Estuary Restoration at the Somass River Mouth

Over the last 10 years, millions of dollars have spent up and down the east coast of Vancouver Island on salmon enhancement, and on habitat restoration. And the spending continues.

The starting 20 years ago, Campbell River estuary has been extensively restored. When I lived there, it was an industrial site with three mills on it. There was mud and concrete everywhere. Large amounts of fill had been brought in to support heavy machinery logs and buildings . Very little was left as suitable habitat for fish. That has all been restored.

Restoration of the Campbell River Estuary

Further down island large amounts of money has been spent on restoring ecological functions to the mouth of Courtenay River. Almost 4 hectares of pavement are being pulled up, a shoreline wall is being removed, waterways are being established and native plants are being reintroduced.

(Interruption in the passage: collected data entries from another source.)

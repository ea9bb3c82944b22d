use std::path::PathBuf;
use std::time::Instant;

use anyhow::Result;
use clap::Parser;

use xrefmap::cli;
use xrefmap::config::MappingConfig;
use xrefmap::mapper::{Mapper, MapperOptions};
use xrefmap::methods::MethodRegistry;
use xrefmap::scheduler::LocalScheduler;
use xrefmap::store::{MemoryCoreStore, MemoryXrefStore, XrefStore};

#[derive(Parser)]
#[command(name = "map_xrefs", about = "Map external references onto a core genome annotation")]
struct Cli {
    /// Path to the species mapping configuration (JSON)
    #[arg(short = 'c', long = "config")]
    config: PathBuf,

    /// Path to the xref database snapshot (JSON)
    #[arg(short = 'x', long = "xref-db")]
    xref_db: PathBuf,

    /// Path to the core database snapshot (JSON)
    #[arg(short = 'e', long = "core-db")]
    core_db: PathBuf,

    /// Working directory for FASTA dumps, map files, and outputs
    #[arg(short = 'w', long = "workdir")]
    workdir: PathBuf,

    /// Restrict the core dump to one genomic slice
    #[arg(long)]
    location: Option<String>,

    /// Stop the core dump after this many transcripts
    #[arg(long)]
    maxdump: Option<usize>,

    /// Skip FASTA dumping when every expected file already exists
    #[arg(long)]
    dumpcheck: bool,

    /// Skip alignment dispatch when every expected map file already exists
    #[arg(long = "use-existing-mappings")]
    use_existing_mappings: bool,

    /// Remove outputs of a previous run before starting
    #[arg(long = "delete-existing")]
    delete_existing: bool,
}

fn main() -> Result<()> {
    let start = Instant::now();
    let cli_args = Cli::parse();

    cli::banner("Map Xrefs");

    // ── Configuration ────────────────────────────────────
    cli::section("Configuration");

    let config = MappingConfig::from_file(&cli_args.config)?;
    cli::kv("Config", &cli_args.config.display().to_string());
    cli::kv("Species", &config.species);
    cli::kv("Rules", &config.rules.len().to_string());
    if let Some(ref consortium) = config.consortium {
        cli::kv("Consortium", consortium);
    }
    eprintln!();

    // ── Stores ───────────────────────────────────────────
    cli::section("Stores");

    let xref_store = MemoryXrefStore::from_file(&cli_args.xref_db)?;
    let core_store = MemoryCoreStore::from_file(&cli_args.core_db)?;
    cli::kv("Xref store", &cli_args.xref_db.display().to_string());
    cli::kv("Xrefs", &xref_store.xrefs().len().to_string());
    cli::kv("Core store", &cli_args.core_db.display().to_string());
    eprintln!();

    // ── Mapping ──────────────────────────────────────────
    cli::section("Mapping");

    std::fs::create_dir_all(&cli_args.workdir)?;
    let scheduler = LocalScheduler::new();
    let mapper = Mapper {
        config: &config,
        xref_store: &xref_store,
        core_store: &core_store,
        scheduler: &scheduler,
        registry: MethodRegistry::builtin(),
        options: MapperOptions {
            workdir: cli_args.workdir.clone(),
            location: cli_args.location,
            maxdump: cli_args.maxdump,
            dumpcheck: cli_args.dumpcheck,
            use_existing_mappings: cli_args.use_existing_mappings,
            delete_existing: cli_args.delete_existing,
        },
    };
    let summary = mapper.run()?;

    cli::kv("Jobs submitted", &summary.jobs_submitted.to_string());
    cli::kv("Mappings kept", &summary.mappings_kept.to_string());
    cli::kv("Xrefs written", &summary.xrefs_written.to_string());
    cli::kv("Object xrefs written", &summary.object_xrefs_written.to_string());
    cli::kv(
        "Transcript display xrefs",
        &summary.transcripts_with_display.to_string(),
    );
    cli::kv("Gene display xrefs", &summary.genes_with_display.to_string());
    cli::kv("Genes described", &summary.genes_described.to_string());
    cli::success(&format!(
        "output written to {}",
        cli_args.workdir.display()
    ));

    cli::print_summary(start);
    Ok(())
}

Restoring the mouth of the Courtenay River

Even further down island, the Englishman River has been heavily restored as well. Here, there is a similar story of fill removal, re-establishment of old drainage channels and the purchase of property.

There is much more activity between these drainages being done to “soften” the shoreline and to reduce the impact of invasive Canada Geese on the intertidal zone.

However, very little has been done to restore what’s been done to the Somass Estuary over the same time period. And that’s a shame. The Somass River is arguably the most important salmon river on Vancouver Island.

Bob Cole, who has been around the fishing scene in the community and served on many “fishy” panels and boards over the years, says that thanks to the Robertson Creek Fish Hatchery, the Somass produces more Chinook than any other river on the Island. It also produces far more Sockeye than any other river on the Island, without any help from a hatchery. In fact, only the Fraser River produces more Sockeye in BC. One year it even produced more than that river, Cole says.

One can speculate about why opportunities to do this haven’t materialized. some of it could be that priority has been going to projects in the Georgia Basin. However, this valley experiences many of the same pressures from development that the basin does. We do lack the extensive beach habitat. But we have invasive species, diked creeks, old log sorts, sewage lagoons, creeks diverted, temperature issues in the rivers, dropping populations, and more. In times gone by some work was done to improve the situation by the Alberni Valley Enhancement Association.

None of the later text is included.